This hunt this morning just cost me another gun. I need a new synthetic model 28ga for waterfowling. I don't want to ruin this Rem 1100 I took today. 

I'm sure the boys at Remington back in 1975 never thought this little LW 1100 would be a goose killer when they boxed it & shipped it out


----------



## wyogoob (Sep 7, 2007)

Cool, ya gotta love that. 

I didn't know 1100s had screw-in chokes in 1975.

.


----------



## JerryH (Jun 17, 2014)

wyogoob said:


> Cool, ya gotta love that.
> 
> I didn't know 1100s had screw-in chokes in 1975.
> 
> .


 wyogoob you are correct on the barrel. I bought this gun a few years ago with a fixed skeet choke barrel. It soon became my main 5 stand gun. So I bought a Remchoke barrel for it. In hindsight it probably would of been cheaper to buy a new Sporting model 1100


----------



## toasty (May 15, 2008)

Awesome. I remember you looking at me like I had gone crazy when I told you the #8s would do the job. I am glad you gave them a shot and hammered the geese. I tried #8s this year, but ended up switching to 1oz TSS #7s in my 28ga weatherby and was very happy with them.

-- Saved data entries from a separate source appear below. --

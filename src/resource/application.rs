//! # Application Resource
//!
//! Desired state (`ApplicationSpec`) and reconciled state (`ApplicationRecord`)
//! of one federated cloud application integration.

use chrono::{DateTime, Utc};
use schemars::JsonSchema;
use serde::{Deserialize, Serialize};

use crate::constants::{DEFAULT_SESSION_DURATION_SECS, DEFAULT_SIGN_ON_MODE};
use crate::provider::{ApplicationDefinition, FederationSettings, RemoteApplication};
use crate::resource::credentials::ProvisioningCredentials;
use crate::resource::ReconciledRecord;

/// Declarative description of an application integration, as authored by the host
///
/// # Example
///
/// ```yaml
/// name: amazon_aws
/// label: Prod AWS
/// aws_environment_type: aws.amazon
/// group_filter: okta_aws_*
/// login_url: https://console.aws.amazon.com/ec2/home
/// role_value_pattern: arn:aws:iam::${accountid}:saml-provider/OKTA,arn:aws:iam::${accountid}:role/${role}
/// access_key: AKIA...
/// secret: ...
/// ```
#[derive(Debug, Clone, PartialEq, Eq, Deserialize, JsonSchema)]
pub struct ApplicationSpec {
    /// Catalog name of the integration
    pub name: String,
    /// Display label
    #[serde(default)]
    pub label: String,
    #[serde(default = "default_sign_on_mode")]
    pub sign_on_mode: String,
    /// Cloud environment type (e.g. `aws.amazon`)
    pub aws_environment_type: String,
    /// Directory group filter expression
    pub group_filter: String,
    pub login_url: String,
    /// Grant the union of roles from all matching groups
    #[serde(default)]
    pub join_all_roles: bool,
    /// ARN of the SAML identity provider registered on the cloud side
    #[serde(default)]
    pub identity_provider_arn: String,
    /// Federated session duration in seconds
    #[serde(default = "default_session_duration")]
    pub session_duration: u32,
    /// Pattern that maps group names onto role ARNs
    pub role_value_pattern: String,
    /// Write-only provisioning credentials
    #[serde(flatten)]
    pub credentials: ProvisioningCredentials,
}

fn default_sign_on_mode() -> String {
    DEFAULT_SIGN_ON_MODE.to_string()
}

fn default_session_duration() -> u32 {
    DEFAULT_SESSION_DURATION_SECS
}

impl ApplicationSpec {
    /// Everything the directory needs to create the integration
    pub fn definition(&self) -> ApplicationDefinition {
        ApplicationDefinition {
            name: self.name.clone(),
            label: self.label.clone(),
            sign_on_mode: self.sign_on_mode.clone(),
            settings: self.settings(),
        }
    }

    pub fn settings(&self) -> FederationSettings {
        FederationSettings {
            aws_environment_type: self.aws_environment_type.clone(),
            group_filter: self.group_filter.clone(),
            login_url: self.login_url.clone(),
            join_all_roles: self.join_all_roles,
            identity_provider_arn: self.identity_provider_arn.clone(),
            session_duration: self.session_duration,
            role_value_pattern: self.role_value_pattern.clone(),
        }
    }
}

/// Reconciled state of one application integration, persisted by the host
///
/// Credentials are deliberately absent: the remote side never returns them.
#[derive(Debug, Clone, PartialEq, Eq, Serialize, Deserialize)]
pub struct ApplicationRecord {
    /// Directory-assigned application id, `None` once the record is cleared
    pub id: Option<String>,
    pub name: String,
    pub label: String,
    pub sign_on_mode: String,
    pub aws_environment_type: String,
    pub group_filter: String,
    pub login_url: String,
    pub join_all_roles: bool,
    pub identity_provider_arn: String,
    pub session_duration: u32,
    pub role_value_pattern: String,
    /// Signed SAML metadata published by the directory
    pub saml_metadata_document: String,
    #[serde(default)]
    pub last_reconciled_at: Option<DateTime<Utc>>,
}

impl ApplicationRecord {
    pub(crate) fn from_remote(app: RemoteApplication, saml_metadata_document: String) -> Self {
        let RemoteApplication {
            id,
            name,
            label,
            sign_on_mode,
            settings,
            ..
        } = app;
        Self {
            id: Some(id),
            name,
            label,
            sign_on_mode,
            aws_environment_type: settings.aws_environment_type,
            group_filter: settings.group_filter,
            login_url: settings.login_url,
            join_all_roles: settings.join_all_roles,
            identity_provider_arn: settings.identity_provider_arn,
            session_duration: settings.session_duration,
            role_value_pattern: settings.role_value_pattern,
            saml_metadata_document,
            last_reconciled_at: Some(Utc::now()),
        }
    }

    /// Names of declared fields whose recorded value differs from `spec`
    ///
    /// Credentials are never compared since the record does not hold them.
    pub fn drifted_fields(&self, spec: &ApplicationSpec) -> Vec<&'static str> {
        let mut fields = Vec::new();
        let mut check = |name: &'static str, same: bool| {
            if !same {
                fields.push(name);
            }
        };
        check("name", self.name == spec.name);
        check("label", self.label == spec.label);
        check("sign_on_mode", self.sign_on_mode == spec.sign_on_mode);
        check(
            "aws_environment_type",
            self.aws_environment_type == spec.aws_environment_type,
        );
        check("group_filter", self.group_filter == spec.group_filter);
        check("login_url", self.login_url == spec.login_url);
        check("join_all_roles", self.join_all_roles == spec.join_all_roles);
        check(
            "identity_provider_arn",
            self.identity_provider_arn == spec.identity_provider_arn,
        );
        check("session_duration", self.session_duration == spec.session_duration);
        check(
            "role_value_pattern",
            self.role_value_pattern == spec.role_value_pattern,
        );
        fields
    }
}

impl ReconciledRecord for ApplicationRecord {
    type Key = String;

    fn key(&self) -> Option<String> {
        self.id.clone().filter(|id| !id.is_empty())
    }

    fn absorb(&mut self, observed: Self) {
        *self = observed;
    }
}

So when are you going to take me with you so we can line up 8 geese and 2 28ga shotguns? I'll supply the shells.:grin:


----------



## LostLouisianian (Oct 11, 2010)

I am thinking about drinking the kool aid myself.....However I won't be going with a 28 I am currently trying to find a 20 gauge full size 870 Wingmaster with screw in chokes...the older the better. I would like to find one that is 3" capable but will consider one that is 2 3/4" if the deal is right....then I can try some of them anti aircraft range shells Toasty and Hammerin seem to lay them out with.


----------



## wyogoob (Sep 7, 2007)

JerryH said:


> wyogoob you are correct on the barrel. I bought this gun a few years ago with a fixed skeet choke barrel. It soon became my main 5 stand gun. So I bought a Remchoke barrel for it. In hindsight it probably would of been cheaper to buy a new Sporting model 1100


Thanks. I kinda collect the older model LW 1100s, especially the mahogany-stock ones from the early 70s, and thought I had missed some models. 

.


----------



## cootlover (Sep 26, 2015)

Heck it would have killed them just as dead at 50 yards out of your 28 gauge that is some mean stuff. I had a hen mallard that crashed about 70 yards out with some steel shot I put in 13HW#4 put it a little over it's head and whamo dead duck very mean stuff. I am starting buy some TSS for my 28 for this next season:mrgreen:


----------



## hamernhonkers (Sep 28, 2007)

Right on Jerry!!!


There is just nothing like touching off that little light load thinking no way I'll kill that bird them bam, the goose just crumples like a sack and hits the earth.....dang I love it!!!!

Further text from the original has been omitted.